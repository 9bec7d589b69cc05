//! Base lifecycle for every process that joins the bus.
//!
//! A node registers its control endpoint, then blocks until the bus
//! acknowledges readiness via a bounded-retry probe — the endpoint may
//! not be reachable the instant it is created. Lifecycle commands are
//! handled on the node's own pump loop: `SelfReady` is answered in
//! place, and `Shutdown` is acknowledged before the loop tears the
//! endpoint down, so the dispatching side is never blocked. Everything
//! else is forwarded to the role owner over a channel.

use std::sync::Arc;
use std::time::Duration;

use tokio::sync::{mpsc, watch};
use tracing::debug;
use uuid::Uuid;

use crate::bus::{BusError, Command, Endpoint, Inbound, MessageBus, Reply, Target};
use crate::error::{Error, Result};

/// Attempt budget for the readiness probe.
pub const READY_ATTEMPTS: u32 = 25;

/// Per-attempt probe timeout.
pub const READY_PROBE_TIMEOUT: Duration = Duration::from_millis(200);

/// Forwarded role-specific commands; closed once the node shuts down.
pub type CommandStream = mpsc::Receiver<Inbound>;

/// Build the globally distinctive name for a role on a topic: role tag,
/// topic, host, process id and a random token. Used as the addressable
/// endpoint server name and to disambiguate log lines; never reused.
pub fn node_name(role_tag: &str, topic: &str) -> String {
    let host = std::env::var("HOSTNAME").unwrap_or_else(|_| "localhost".to_string());
    format!(
        "bench-{}-{}-{}-{}-{}",
        role_tag,
        topic,
        host,
        std::process::id(),
        Uuid::new_v4().simple()
    )
}

/// A live control endpoint on the bus.
pub struct Node {
    name: String,
    target: Target,
    finished: watch::Receiver<bool>,
}

impl Node {
    /// Join the bus under `topic` with the given endpoint name.
    ///
    /// Returns the node handle plus the stream of role-specific
    /// commands forwarded by the control loop. Fails with
    /// [`Error::BusUnreachable`] when the readiness probe exhausts its
    /// attempt budget.
    pub async fn start(
        bus: Arc<dyn MessageBus>,
        topic: &str,
        name: String,
    ) -> Result<(Node, CommandStream)> {
        let target = Target::server(topic, name.clone());
        let endpoint = bus.serve(&target).await?;

        let (command_tx, command_rx) = mpsc::channel(64);
        let (finished_tx, finished_rx) = watch::channel(false);
        tokio::spawn(pump(endpoint, command_tx, finished_tx, name.clone()));

        let mut ready = false;
        let mut attempts = 0;
        while !ready && attempts < READY_ATTEMPTS {
            match bus.call(&target, Command::SelfReady, READY_PROBE_TIMEOUT).await {
                Ok(Reply::Ready(answer)) => {
                    ready = answer;
                    if !ready {
                        attempts += 1;
                    }
                }
                Ok(other) => {
                    return Err(Error::Bus(BusError::Codec(format!(
                        "unexpected readiness reply: {:?}",
                        other
                    ))))
                }
                Err(BusError::Timeout) => attempts += 1,
                Err(e) => return Err(e.into()),
            }
        }
        if !ready {
            return Err(Error::BusUnreachable { attempts });
        }
        debug!("{} is listening", name);

        Ok((
            Node {
                name,
                target,
                finished: finished_rx,
            },
            command_rx,
        ))
    }

    pub fn name(&self) -> &str {
        &self.name
    }

    /// Address of the control endpoint.
    pub fn target(&self) -> &Target {
        &self.target
    }

    /// Block until the control endpoint has been torn down.
    pub async fn wait(&mut self) {
        while !*self.finished.borrow() {
            if self.finished.changed().await.is_err() {
                break;
            }
        }
    }
}

/// The node's run loop: answers lifecycle commands, forwards the rest,
/// and performs the endpoint teardown itself once `Shutdown` arrives.
async fn pump(
    mut endpoint: Endpoint,
    commands: mpsc::Sender<Inbound>,
    finished: watch::Sender<bool>,
    name: String,
) {
    while let Some(inbound) = endpoint.recv().await {
        match inbound.command {
            Command::SelfReady => inbound.respond(Reply::Ready(true)),
            Command::Shutdown => {
                // Acknowledge first; teardown happens on this loop, not
                // on the dispatching side.
                inbound.respond(Reply::Ack);
                break;
            }
            _ => {
                if commands.send(inbound).await.is_err() {
                    // Role owner is gone; nothing left to serve.
                    break;
                }
            }
        }
    }
    endpoint.stop();
    let _ = finished.send(true);
    debug!("{} has shut down", name);
}

#[cfg(test)]
mod tests {
    use super::*;
    use crate::bus::LocalBus;

    #[tokio::test]
    async fn node_starts_and_answers_readiness() {
        let bus: Arc<dyn MessageBus> = Arc::new(LocalBus::new());
        let (node, _commands) = Node::start(bus.clone(), "client-t", "node-1".to_string())
            .await
            .unwrap();

        // The probe inside start() already succeeded; a second probe
        // from outside behaves the same.
        let reply = bus
            .call(node.target(), Command::SelfReady, Duration::from_millis(200))
            .await
            .unwrap();
        assert!(matches!(reply, Reply::Ready(true)));
    }

    #[tokio::test]
    async fn shutdown_tears_the_endpoint_down_without_blocking_the_caller() {
        let bus: Arc<dyn MessageBus> = Arc::new(LocalBus::new());
        let (mut node, mut commands) = Node::start(bus.clone(), "client-t", "node-2".to_string())
            .await
            .unwrap();

        let reply = bus
            .call(node.target(), Command::Shutdown, Duration::from_millis(500))
            .await
            .unwrap();
        assert!(matches!(reply, Reply::Ack));

        node.wait().await;
        assert!(commands.recv().await.is_none());
        assert!(matches!(
            bus.cast(node.target(), Command::Ping).await,
            Err(BusError::NoRoute { .. })
        ));
    }

    #[tokio::test]
    async fn role_commands_are_forwarded() {
        let bus: Arc<dyn MessageBus> = Arc::new(LocalBus::new());
        let (node, mut commands) = Node::start(bus.clone(), "client-t", "node-3".to_string())
            .await
            .unwrap();

        bus.cast(node.target(), Command::Ping).await.unwrap();
        let inbound = commands.recv().await.unwrap();
        assert!(matches!(inbound.command, Command::Ping));
    }
}
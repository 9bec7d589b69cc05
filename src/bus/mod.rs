//! Wire protocol and the message-bus seam.
//!
//! Everything the harness needs from the underlying messaging substrate
//! is expressed by the [`MessageBus`] trait: addressed request/response
//! (`call`), addressed fire-and-forget (`cast`), broadcast to all
//! subscribers of a topic (`fanout`), inbound endpoint registration
//! (`serve`), and a separate severity-leveled notification channel
//! (`notify`/`listen`). The crate ships one implementation, the
//! in-process [`LocalBus`]; external brokers plug in behind the same
//! trait.
//!
//! Commands are an explicit tagged enum rather than name-based method
//! dispatch, and cross the bus boundary as bincode frames so that what
//! a peer receives really is a byte-level snapshot of what was sent.

use async_trait::async_trait;
use serde::de::DeserializeOwned;
use serde::{Deserialize, Serialize};
use std::fmt;
use std::str::FromStr;
use std::time::Duration;
use thiserror::Error;
use tokio::sync::{mpsc, oneshot};

use crate::stats::SummaryStat;

pub mod local;

pub use local::LocalBus;

/// Exchange shared by every harness endpoint.
pub const EXCHANGE: &str = "bus-bench";

/// Per-operation timeout for request/response calls issued by minions.
pub const CALL_TIMEOUT: Duration = Duration::from_secs(30);

/// Worker role a minion performs in a benchmark run.
#[derive(Debug, Clone, Copy, PartialEq, Eq, Hash, Serialize, Deserialize)]
pub enum Role {
    RpcClient,
    RpcServer,
    Notifier,
    Listener,
}

impl Role {
    /// Short tag used in endpoint and node names.
    pub fn tag(&self) -> &'static str {
        match self {
            Role::RpcClient => "rpc-client",
            Role::RpcServer => "rpc-server",
            Role::Notifier => "notifier",
            Role::Listener => "listener",
        }
    }
}

impl fmt::Display for Role {
    fn fmt(&self, f: &mut fmt::Formatter<'_>) -> fmt::Result {
        match self {
            Role::RpcClient => write!(f, "RPC client"),
            Role::RpcServer => write!(f, "RPC server"),
            Role::Notifier => write!(f, "notifier"),
            Role::Listener => write!(f, "listener"),
        }
    }
}

/// Notification severity levels offered by the event channel.
#[derive(Debug, Clone, Copy, PartialEq, Eq, Serialize, Deserialize)]
pub enum Severity {
    Debug,
    Audit,
    Info,
    Warn,
    Error,
    Critical,
}

impl Severity {
    pub fn as_str(&self) -> &'static str {
        match self {
            Severity::Debug => "debug",
            Severity::Audit => "audit",
            Severity::Info => "info",
            Severity::Warn => "warn",
            Severity::Error => "error",
            Severity::Critical => "critical",
        }
    }
}

impl fmt::Display for Severity {
    fn fmt(&self, f: &mut fmt::Formatter<'_>) -> fmt::Result {
        f.write_str(self.as_str())
    }
}

impl FromStr for Severity {
    type Err = String;

    fn from_str(s: &str) -> Result<Self, Self::Err> {
        match s.to_ascii_lowercase().as_str() {
            "debug" => Ok(Severity::Debug),
            "audit" => Ok(Severity::Audit),
            "info" => Ok(Severity::Info),
            "warn" => Ok(Severity::Warn),
            "error" => Ok(Severity::Error),
            "critical" => Ok(Severity::Critical),
            other => Err(format!(
                "unknown severity {:?} (expected debug, audit, info, warn, error or critical)",
                other
            )),
        }
    }
}

/// Whether an RPC test loop uses request/response or fire-and-forget.
#[derive(Debug, Clone, Copy, PartialEq, Eq, Serialize, Deserialize)]
pub enum CallPattern {
    Call,
    Cast,
}

/// Per-minion result shipped to the controller when a test loop ends.
#[derive(Debug, Clone, Serialize, Deserialize)]
pub struct WorkerReport {
    /// Latency summary in milliseconds, one sample per operation.
    pub latency: SummaryStat,
    /// Operations per second over the whole loop.
    pub throughput: f64,
    pub calls: u64,
    pub worker: String,
}

/// Commands carried in bus frames.
#[derive(Debug, Clone, Serialize, Deserialize)]
pub enum Command {
    /// Controller → minions (fanout): identify yourselves.
    Ping,
    /// Minion → controller (call): discovery reply.
    Pong { role: Role, worker: String },
    /// Readiness probe against a node's own control endpoint.
    SelfReady,
    /// Cooperative teardown.
    Shutdown,
    /// Controller → RPC clients (fanout): run a request loop.
    StartRpc {
        pattern: CallPattern,
        calls: u64,
        payload: Vec<u8>,
        verbose: bool,
    },
    /// Controller → notifiers (fanout): run an emission loop.
    StartNotify {
        calls: u64,
        payload: Vec<u8>,
        severity: Severity,
        verbose: bool,
    },
    /// Minion → controller (cast): per-worker result.
    Report(WorkerReport),
    /// RPC client → RPC server (call): payload comes back in the reply.
    Echo { payload: Vec<u8> },
    /// RPC client → RPC server (cast): payload is absorbed, no reply.
    Absorb { payload: Vec<u8> },
}

/// Replies to `call` deliveries.
#[derive(Debug, Clone, Serialize, Deserialize)]
pub enum Reply {
    Ack,
    Ready(bool),
    Payload(Vec<u8>),
}

/// One event on the notification channel.
#[derive(Debug, Clone, Serialize, Deserialize)]
pub struct Notification {
    pub publisher: String,
    pub event_type: String,
    pub severity: Severity,
    pub payload: Vec<u8>,
}

/// Bus address: fixed exchange, a topic, and an optional server name.
///
/// An addressed target reaches one named endpoint. An unaddressed
/// `call`/`cast` reaches a single subscriber of the topic; `fanout`
/// reaches all of them.
#[derive(Debug, Clone, PartialEq, Eq, Hash)]
pub struct Target {
    pub exchange: String,
    pub topic: String,
    pub server: Option<String>,
}

impl Target {
    pub fn topic(topic: impl Into<String>) -> Self {
        Self {
            exchange: EXCHANGE.to_string(),
            topic: topic.into(),
            server: None,
        }
    }

    pub fn server(topic: impl Into<String>, server: impl Into<String>) -> Self {
        Self {
            exchange: EXCHANGE.to_string(),
            topic: topic.into(),
            server: Some(server.into()),
        }
    }

    /// Printable address, used in diagnostics.
    pub fn address(&self) -> String {
        match &self.server {
            Some(server) => format!("{}/{}/{}", self.exchange, self.topic, server),
            None => format!("{}/{}", self.exchange, self.topic),
        }
    }
}

impl fmt::Display for Target {
    fn fmt(&self, f: &mut fmt::Formatter<'_>) -> fmt::Result {
        f.write_str(&self.address())
    }
}

/// Transport-level failures.
#[derive(Debug, Error)]
pub enum BusError {
    #[error("call timed out")]
    Timeout,

    #[error("no route to {address}")]
    NoRoute { address: String },

    #[error("endpoint closed")]
    Closed,

    #[error("frame codec error: {0}")]
    Codec(String),
}

/// Encode a value into an opaque bus frame.
pub(crate) fn encode<T: Serialize>(value: &T) -> Result<Vec<u8>, BusError> {
    bincode::serialize(value).map_err(|e| BusError::Codec(e.to_string()))
}

/// Decode an opaque bus frame.
pub(crate) fn decode<T: DeserializeOwned>(bytes: &[u8]) -> Result<T, BusError> {
    bincode::deserialize(bytes).map_err(|e| BusError::Codec(e.to_string()))
}

/// An inbound command delivered to a served endpoint.
///
/// `reply` is present for `call` deliveries and absent for
/// `cast`/`fanout` ones.
#[derive(Debug)]
pub struct Inbound {
    pub command: Command,
    pub reply: Option<oneshot::Sender<Result<Reply, BusError>>>,
}

impl Inbound {
    /// Answer the delivery when a reply is expected; a cast ignores it.
    pub fn respond(self, reply: Reply) {
        if let Some(tx) = self.reply {
            let _ = tx.send(Ok(reply));
        }
    }
}

/// Handle to a served command endpoint.
///
/// Dropping or stopping the endpoint removes it from the bus routing
/// table; already-queued deliveries are discarded.
pub struct Endpoint {
    pub(crate) inbound: mpsc::Receiver<Inbound>,
    pub(crate) unregister: Option<Box<dyn FnOnce() + Send + Sync>>,
}

impl Endpoint {
    /// Next delivery; `None` once the endpoint has been stopped.
    pub async fn recv(&mut self) -> Option<Inbound> {
        self.inbound.recv().await
    }

    pub fn stop(mut self) {
        if let Some(unregister) = self.unregister.take() {
            unregister();
        }
    }
}

impl Drop for Endpoint {
    fn drop(&mut self) {
        if let Some(unregister) = self.unregister.take() {
            unregister();
        }
    }
}

/// Subscriber half of the notification channel.
pub struct NotificationStream {
    pub(crate) inbound: mpsc::Receiver<Notification>,
    pub(crate) unregister: Option<Box<dyn FnOnce() + Send + Sync>>,
}

impl NotificationStream {
    pub async fn recv(&mut self) -> Option<Notification> {
        self.inbound.recv().await
    }
}

impl Drop for NotificationStream {
    fn drop(&mut self) {
        if let Some(unregister) = self.unregister.take() {
            unregister();
        }
    }
}

/// The narrow interface the harness consumes from the messaging
/// substrate. Delivery is best effort within the substrate's own
/// guarantees; the orchestration layer never assumes more than that.
#[async_trait]
pub trait MessageBus: Send + Sync {
    /// Point-to-point request/response. Fails with [`BusError::Timeout`]
    /// when no reply arrives in time.
    async fn call(
        &self,
        target: &Target,
        command: Command,
        timeout: Duration,
    ) -> Result<Reply, BusError>;

    /// Point-to-point fire-and-forget.
    async fn cast(&self, target: &Target, command: Command) -> Result<(), BusError>;

    /// Fire-and-forget to every current subscriber of the target topic.
    /// Broadcasting to zero subscribers is not an error.
    async fn fanout(&self, target: &Target, command: Command) -> Result<(), BusError>;

    /// Register an inbound command endpoint for the target address.
    async fn serve(&self, target: &Target) -> Result<Endpoint, BusError>;

    /// Emit one event on the notification channel for a topic.
    async fn notify(&self, topic: &str, notification: Notification) -> Result<(), BusError>;

    /// Subscribe to the notification channel for a topic.
    async fn listen(&self, topic: &str, server: &str) -> Result<NotificationStream, BusError>;
}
==*==
### PROBLEM STATEMENT
Exactly repeat the lines above, from the opening line through the one with "Build the globally", and include nothing else.

### THE COMPLETED TASK
repository 9bec7d589b69cc05
//! Base lifecycle for every process that joins the bus.
//!
//! A node registers its control endpoint, then blocks until the bus
//! acknowledges readiness via a bounded-retry probe — the endpoint may
//! not be reachable the instant it is created. Lifecycle commands are
//! handled on the node's own pump loop: `SelfReady` is answered in
//! place, and `Shutdown` is acknowledged before the loop tears the
//! endpoint down, so the dispatching side is never blocked. Everything
//! else is forwarded to the role owner over a channel.

use std::sync::Arc;
use std::time::Duration;

use tokio::sync::{mpsc, watch};
use tracing::debug;
use uuid::Uuid;

use crate::bus::{BusError, Command, Endpoint, Inbound, MessageBus, Reply, Target};
use crate::error::{Error, Result};

/// Attempt budget for the readiness probe.
pub const READY_ATTEMPTS: u32 = 25;

/// Per-attempt probe timeout.
pub const READY_PROBE_TIMEOUT: Duration = Duration::from_millis(200);

/// Forwarded role-specific commands; closed once the node shuts down.
pub type CommandStream = mpsc::Receiver<Inbound>;

/// Build the globally distinctive name for a role on a topic: role tag,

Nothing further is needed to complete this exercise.